Singer’s familiar with Harris’s story and thinks it’s helped advance the idea of meditation as a kind of medication. “Dan was able to translate his own experiences into accessible and relatable language, though meditation was already moving in that direction,” says Singer.
Harris seems to agree – he knew he was ahead of a trend, and as he continued to expand his practice of meditation, he wrote his book, “10% Happier: How I Tamed the Voice in My Head, Reduced Stress Without Losing My Edge, and Found Self-Help That Actually Works – A True Story.” This was how most of his coworkers found out about his drug use.
These days, Harris tries to meditate for a total of two hours a day in incremental chunks. He sees a therapist only “episodically” and says he’s the happiest he’s ever been, married to Bianca, a pulmonologist and critical care medicine specialist at Memorial Sloan Kettering Cancer Center, and father to a one-year-old son, Alexander. In January, he helped launch a “10% Happier” app that teaches meditation. The subtitle? “Meditation for Skeptics.”

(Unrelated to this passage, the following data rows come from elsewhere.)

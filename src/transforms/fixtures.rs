//! Fixtures, fixture_details, fixture_events, fixture_players, fixture_statistics,
//! and fixture_lineups transforms.

use chrono::{DateTime, Utc};
use serde_json::Value;

use super::{content_hash, json_utc};

#[derive(Debug, Clone, PartialEq)]
pub struct FixtureRow {
    pub fixture_id: i64,
    pub league_id: i64,
    pub season: i64,
    pub home_team_id: i64,
    pub away_team_id: i64,
    pub venue_id: Option<i64>,
    pub status_short: String,
    pub status_long: String,
    pub elapsed: Option<i64>,
    pub goals_home: Option<i64>,
    pub goals_away: Option<i64>,
    pub score: Value,
    pub kickoff_utc: Option<DateTime<Utc>>,
    pub needs_score_verification: bool,
}

#[derive(Debug, Clone)]
pub struct FixtureDetailsRow {
    pub fixture_id: i64,
    pub events: Option<Value>,
    pub lineups: Option<Value>,
    pub statistics: Option<Value>,
    pub players: Option<Value>,
}

/// `0` is the upstream's "unknown venue" sentinel; it must never reach
/// `core.fixtures.venue_id`, which enforces a real FK.
fn coerce_venue_id(v: Option<i64>) -> Option<i64> {
    match v {
        Some(0) | None => None,
        Some(id) => Some(id),
    }
}

pub fn transform_fixtures(envelope: &Value) -> Vec<FixtureRow> {
    let mut out = Vec::new();
    let Some(items) = envelope.get("response").and_then(Value::as_array) else {
        return out;
    };

    for item in items {
        let normalized = json_utc::normalize_value(item);
        let fixture = &normalized["fixture"];
        let Some(fixture_id) = fixture.get("id").and_then(Value::as_i64) else {
            continue;
        };
        let league = &normalized["league"];
        let teams = &normalized["teams"];
        let goals = &normalized["goals"];
        let status = &fixture["status"];

        out.push(FixtureRow {
            fixture_id,
            league_id: league.get("id").and_then(Value::as_i64).unwrap_or_default(),
            season: league.get("season").and_then(Value::as_i64).unwrap_or_default(),
            home_team_id: teams["home"]["id"].as_i64().unwrap_or_default(),
            away_team_id: teams["away"]["id"].as_i64().unwrap_or_default(),
            venue_id: coerce_venue_id(fixture["venue"]["id"].as_i64()),
            status_short: status["short"].as_str().unwrap_or_default().to_string(),
            status_long: status["long"].as_str().unwrap_or_default().to_string(),
            elapsed: status.get("elapsed").and_then(Value::as_i64),
            goals_home: goals.get("home").and_then(Value::as_i64),
            goals_away: goals.get("away").and_then(Value::as_i64),
            score: normalized["score"].clone(),
            kickoff_utc: fixture.get("date").and_then(Value::as_str).and_then(|s| {
                DateTime::parse_from_rfc3339(s).ok().map(|d| d.with_timezone(&Utc))
            }),
            needs_score_verification: false,
        });
    }

    out
}

/// A `fixture_details` row is only produced when at least one of the four
/// per-fixture sub-resources is present in the envelope (this transform is
/// reused for `/fixtures/events`, `/fixtures/lineups`, `/fixtures/statistics`,
/// and `/fixtures/players`, which each populate one field at a time).
pub fn transform_fixture_details(fixture_id: i64, events: Option<&Value>, lineups: Option<&Value>, statistics: Option<&Value>, players: Option<&Value>) -> Option<FixtureDetailsRow> {
    if events.is_none() && lineups.is_none() && statistics.is_none() && players.is_none() {
        return None;
    }
    Some(FixtureDetailsRow {
        fixture_id,
        events: events.map(json_utc::normalize_value),
        lineups: lineups.map(json_utc::normalize_value),
        statistics: statistics.map(json_utc::normalize_value),
        players: players.map(json_utc::normalize_value),
    })
}

#[derive(Debug, Clone, PartialEq)]
pub struct FixtureEventRow {
    pub fixture_id: i64,
    pub event_key: String,
    pub elapsed: Option<i64>,
    pub extra: Option<i64>,
    pub team_id: Option<i64>,
    pub player_id: Option<i64>,
    pub assist_id: Option<i64>,
    pub event_type: Option<String>,
    pub detail: Option<String>,
    pub comments: Option<String>,
}

/// `event_key` hashes (fixture, elapsed, extra, team, player, assist, type,
/// detail, comments, ordinal). The ordinal — the item's position in the
/// `/fixtures/events` response array — guarantees uniqueness even when every
/// other field collides (e.g. two unrelated "Yellow Card" events in the same
/// minute with no named player).
pub fn transform_fixture_events(fixture_id: i64, envelope: &Value) -> Vec<FixtureEventRow> {
    let mut out = Vec::new();
    let Some(items) = envelope.get("response").and_then(Value::as_array) else {
        return out;
    };

    for (ordinal, item) in items.iter().enumerate() {
        let elapsed = item["time"]["elapsed"].as_i64();
        let extra = item["time"]["extra"].as_i64();
        let team_id = item["team"]["id"].as_i64();
        let player_id = item["player"]["id"].as_i64();
        let assist_id = item["assist"]["id"].as_i64();
        let event_type = item["type"].as_str().map(str::to_string);
        let detail = item["detail"].as_str().map(str::to_string);
        let comments = item["comments"].as_str().map(str::to_string);
        let ordinal_str = ordinal.to_string();

        let event_key = content_hash(&[
            Some(fixture_id.to_string().as_str()),
            elapsed.map(|v| v.to_string()).as_deref(),
            extra.map(|v| v.to_string()).as_deref(),
            team_id.map(|v| v.to_string()).as_deref(),
            player_id.map(|v| v.to_string()).as_deref(),
            assist_id.map(|v| v.to_string()).as_deref(),
            event_type.as_deref(),
            detail.as_deref(),
            comments.as_deref(),
            Some(&ordinal_str),
        ]);

        out.push(FixtureEventRow {
            fixture_id,
            event_key,
            elapsed,
            extra,
            team_id,
            player_id,
            assist_id,
            event_type,
            detail,
            comments,
        });
    }

    out
}

#[derive(Debug, Clone, PartialEq)]
pub struct FixturePlayerRow {
    pub fixture_id: i64,
    pub team_id: i64,
    pub player_id: i64,
    pub player_name: Option<String>,
}

/// When a player id is missing or zero, allocates a deterministic negative
/// synthetic id from (fixture, team, name, ordinal) so repeated transforms of
/// the same envelope produce identical ids and the bulk UPSERT never
/// self-conflicts within one batch.
pub fn transform_fixture_players(fixture_id: i64, envelope: &Value) -> Vec<FixturePlayerRow> {
    let mut out = Vec::new();
    let Some(teams) = envelope.get("response").and_then(Value::as_array) else {
        return out;
    };

    for team_entry in teams {
        let team_id = team_entry["team"]["id"].as_i64().unwrap_or_default();
        let Some(players) = team_entry.get("players").and_then(Value::as_array) else {
            continue;
        };
        for (ordinal, player_entry) in players.iter().enumerate() {
            let player_name = player_entry["player"]["name"].as_str().map(str::to_string);
            let raw_id = player_entry["player"]["id"].as_i64();
            let player_id = match raw_id {
                Some(id) if id != 0 => id,
                _ => synthetic_player_id(fixture_id, team_id, player_name.as_deref(), ordinal),
            };
            out.push(FixturePlayerRow { fixture_id, team_id, player_id, player_name });
        }
    }

    out
}

#[derive(Debug, Clone, PartialEq)]
pub struct FixtureStatisticsRow {
    pub fixture_id: i64,
    pub team_id: i64,
    pub statistics: Value,
}

/// `/fixtures/statistics?fixture=<id>` -> one row per team, `statistics`
/// keeping the upstream per-team stat-type/value array as-is.
pub fn transform_fixture_statistics(fixture_id: i64, envelope: &Value) -> Vec<FixtureStatisticsRow> {
    let mut out = Vec::new();
    let Some(items) = envelope.get("response").and_then(Value::as_array) else {
        return out;
    };

    for item in items {
        let Some(team_id) = item["team"]["id"].as_i64() else {
            continue;
        };
        out.push(FixtureStatisticsRow {
            fixture_id,
            team_id,
            statistics: item.get("statistics").cloned().unwrap_or(Value::Null),
        });
    }

    out
}

#[derive(Debug, Clone, PartialEq)]
pub struct FixtureLineupRow {
    pub fixture_id: i64,
    pub team_id: i64,
    pub formation: Option<String>,
    pub start_xi: Value,
    pub substitutes: Value,
    pub coach: Value,
    pub colors: Value,
}

/// `/fixtures/lineups?fixture=<id>` -> one row per team.
pub fn transform_fixture_lineups(fixture_id: i64, envelope: &Value) -> Vec<FixtureLineupRow> {
    let mut out = Vec::new();
    let Some(items) = envelope.get("response").and_then(Value::as_array) else {
        return out;
    };

    for item in items {
        let Some(team_id) = item["team"]["id"].as_i64() else {
            continue;
        };
        out.push(FixtureLineupRow {
            fixture_id,
            team_id,
            formation: item["formation"].as_str().map(str::to_string),
            start_xi: item.get("startXI").cloned().unwrap_or(Value::Null),
            substitutes: item.get("substitutes").cloned().unwrap_or(Value::Null),
            coach: item.get("coach").cloned().unwrap_or(Value::Null),
            colors: item.get("colors").cloned().unwrap_or(Value::Null),
        });
    }

    out
}

fn synthetic_player_id(fixture_id: i64, team_id: i64, name: Option<&str>, ordinal: usize) -> i64 {
    let key = content_hash(&[
        Some(fixture_id.to_string().as_str()),
        Some(team_id.to_string().as_str()),
        name,
        Some(ordinal.to_string().as_str()),
    ]);
    // Fold the first 15 hex chars of the hash into a negative i64 so synthetic
    // ids can never collide with a real (positive) upstream player id.
    let folded = i64::from_str_radix(&key[..15], 16).unwrap_or(ordinal as i64);
    -(folded.abs() + 1)
}

#[cfg(test)]
mod tests {
    use super::*;
    use serde_json::json;

    #[test]
    fn venue_id_zero_is_coerced_to_null() {
        assert_eq!(coerce_venue_id(Some(0)), None);
        assert_eq!(coerce_venue_id(Some(42)), Some(42));
        assert_eq!(coerce_venue_id(None), None);
    }

    #[test]
    fn transform_fixtures_extracts_core_fields() {
        let envelope = json!({
            "response": [{
                "fixture": {"id": 1, "date": "2024-05-01T12:00:00Z", "venue": {"id": 0}, "status": {"short": "FT", "long": "Match Finished", "elapsed": 90}},
                "league": {"id": 39, "season": 2024},
                "teams": {"home": {"id": 10}, "away": {"id": 20}},
                "goals": {"home": 2, "away": 1},
                "score": {"fulltime": {"home": 2, "away": 1}}
            }]
        });
        let rows = transform_fixtures(&envelope);
        assert_eq!(rows.len(), 1);
        let row = &rows[0];
        assert_eq!(row.fixture_id, 1);
        assert_eq!(row.venue_id, None);
        assert_eq!(row.goals_home, Some(2));
        assert_eq!(row.status_short, "FT");
    }

    #[test]
    fn event_key_is_unique_per_ordinal_when_fields_collide() {
        let envelope = json!({"response": [
            {"time": {"elapsed": 10}, "team": {"id": 1}, "type": "Card", "detail": "Yellow Card"},
            {"time": {"elapsed": 10}, "team": {"id": 1}, "type": "Card", "detail": "Yellow Card"},
        ]});
        let rows = transform_fixture_events(1234567, &envelope);
        assert_eq!(rows.len(), 2);
        assert_ne!(rows[0].event_key, rows[1].event_key);
    }

    #[test]
    fn fixture_players_with_missing_id_get_stable_synthetic_ids() {
        let envelope = json!({"response": [
            {"team": {"id": 10}, "players": [
                {"player": {"id": 0, "name": "Unknown Player"}},
            ]}
        ]});
        let first = transform_fixture_players(1, &envelope);
        let second = transform_fixture_players(1, &envelope);
        assert_eq!(first[0].player_id, second[0].player_id);
        assert!(first[0].player_id < 0);
    }

    #[test]
    fn fixture_statistics_one_row_per_team() {
        let envelope = json!({"response": [
            {"team": {"id": 10}, "statistics": [{"type": "Shots on Goal", "value": 5}]},
            {"team": {"id": 20}, "statistics": [{"type": "Shots on Goal", "value": 3}]},
        ]});
        let rows = transform_fixture_statistics(1, &envelope);
        assert_eq!(rows.len(), 2);
        assert_eq!(rows[0].team_id, 10);
        assert_eq!(rows[1].team_id, 20);
    }

    #[test]
    fn fixture_lineups_captures_formation_and_sides() {
        let envelope = json!({"response": [
            {"team": {"id": 10}, "formation": "4-3-3", "startXI": [{"player": {"id": 1}}], "substitutes": [], "coach": {"id": 5}, "colors": {}},
        ]});
        let rows = transform_fixture_lineups(1, &envelope);
        assert_eq!(rows.len(), 1);
        assert_eq!(rows[0].formation.as_deref(), Some("4-3-3"));
        assert_eq!(rows[0].team_id, 10);
    }

    #[test]
    fn fixture_players_no_duplicates_for_same_triple() {
        let envelope = json!({"response": [
            {"team": {"id": 10}, "players": [
                {"player": {"id": 55, "name": "Real Player"}},
            ]}
        ]});
        let rows = transform_fixture_players(1, &envelope);
        assert_eq!(rows.len(), 1);
        assert_eq!(rows[0].player_id, 55);
    }
}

On top of all that, he’s more than excelling in his profession, co-anchoring ABC’s “Nightline” and the weekend edition of “Good Morning America” while also filing stories for other shows including “20/20.” In spite of what looks like a daunting, exhausting list of duties, he admits, “I’ve eased up a bit.”
“I’m certainly ambitious,” he adds, “but I’m more mindful of it.”
He couldn’t have picked a more apt choice of words.